Hace años que no veo una película de una cadena de televisión: me gusta que duren una hora y media y no que si empiezan a las diez de la noche acaben a la una de la madrugada.
Hace mucho que dejé de intentar seguir una serie en una canal de televisión: la contraprogramación y el baile de horarios te acaba volviendo loco.
En pleno siglo XXI me parece un atraso y una pérdida de tiempo total que uno no vea lo que le apetezca ver cuando le apetezca verlo.
En el siglo XXI no nos podemos permitir perder el tiempo mas que en aquello que nos apetezca.
Y hablando del siglo XXI, considero que el nuevo arte visual, el nuevo ingenio se está desplazando del cine a la televisión.
Diría que se estrenan media docena de películas al año realmente buenas, no simplemente entretenidas sino esas que te emocionan y te llenan.

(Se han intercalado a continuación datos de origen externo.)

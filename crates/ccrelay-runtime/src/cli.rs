//! CLI definition using clap derive.

use std::path::PathBuf;

use clap::{Args, Parser, Subcommand};

#[derive(Debug, Parser)]
#[command(name = "ccrelay", about = "Relay terminal coding agents to a chat client")]
pub struct Cli {
    /// State directory (default: ~/.ccrelay)
    #[arg(long, env = "CCRELAY_DIR", global = true)]
    pub state_dir: Option<PathBuf>,

    /// tmux session that holds the agent windows
    #[arg(long, env = "CCRELAY_TMUX_SESSION", default_value = "ccrelay", global = true)]
    pub tmux_session: String,

    /// tmux server socket: a path, or a name as for `tmux -L`
    #[arg(long, env = "CCRELAY_TMUX_SOCKET", global = true)]
    pub tmux_socket: Option<String>,

    #[command(subcommand)]
    pub command: Command,
}

#[derive(Debug, Subcommand)]
pub enum Command {
    /// Run the engine until interrupted
    Daemon(DaemonOpts),
    /// Append a hook payload from stdin to the event feed
    Hook,
    /// Print persisted window bindings as JSON
    Status,
}

#[derive(Debug, Clone, Args)]
pub struct DaemonOpts {
    /// Poll interval in milliseconds
    #[arg(long, env = "CCRELAY_POLL_INTERVAL_MS", default_value_t = 1500)]
    pub poll_interval_ms: u64,

    /// Provider assumed for windows bound from the event feed
    #[arg(long, env = "CCRELAY_PROVIDER", default_value = "claude")]
    pub provider: String,

    /// Claude transcript root (default: ~/.claude/projects)
    #[arg(long, env = "CCRELAY_CLAUDE_PROJECTS")]
    pub claude_projects: Option<PathBuf>,

    /// Codex transcript root (default: ~/.codex/sessions)
    #[arg(long, env = "CCRELAY_CODEX_SESSIONS")]
    pub codex_sessions: Option<PathBuf>,

    /// Gemini transcript root (default: ~/.gemini/tmp)
    #[arg(long, env = "CCRELAY_GEMINI_TMP")]
    pub gemini_tmp: Option<PathBuf>,
}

Y creo que al año hay el doble de series realmente buenas, no simplemente entretenidas sino de esas que te emocionan y te llenan.
La diferencia es que mientras la películas te emocionan durante hora y media una serie lo hace durante doce o veinticuatro capítulos.
Mientras en una película la pareja protagonista tiene dos chistes, una frase con segundas y un roce para atraerse y acabar juntos, en una serie(buena) se desarrolla un arco coherente donde los protagonistas evolucionan, todo tiene un porqué y una serie de acciones llevan sin precipitación(que no sin emoción) a unas consecuencias.
Te involucras emocionalmente y casi te transformas en esos personajes.
Casi gritas con los náufragos perdidos en una isla misteriosa, casi animas a cometer nuevos actos sanguinarios a tu asesino en serie favorito.
Tú eres ese naufrago, tú eres ese asesino.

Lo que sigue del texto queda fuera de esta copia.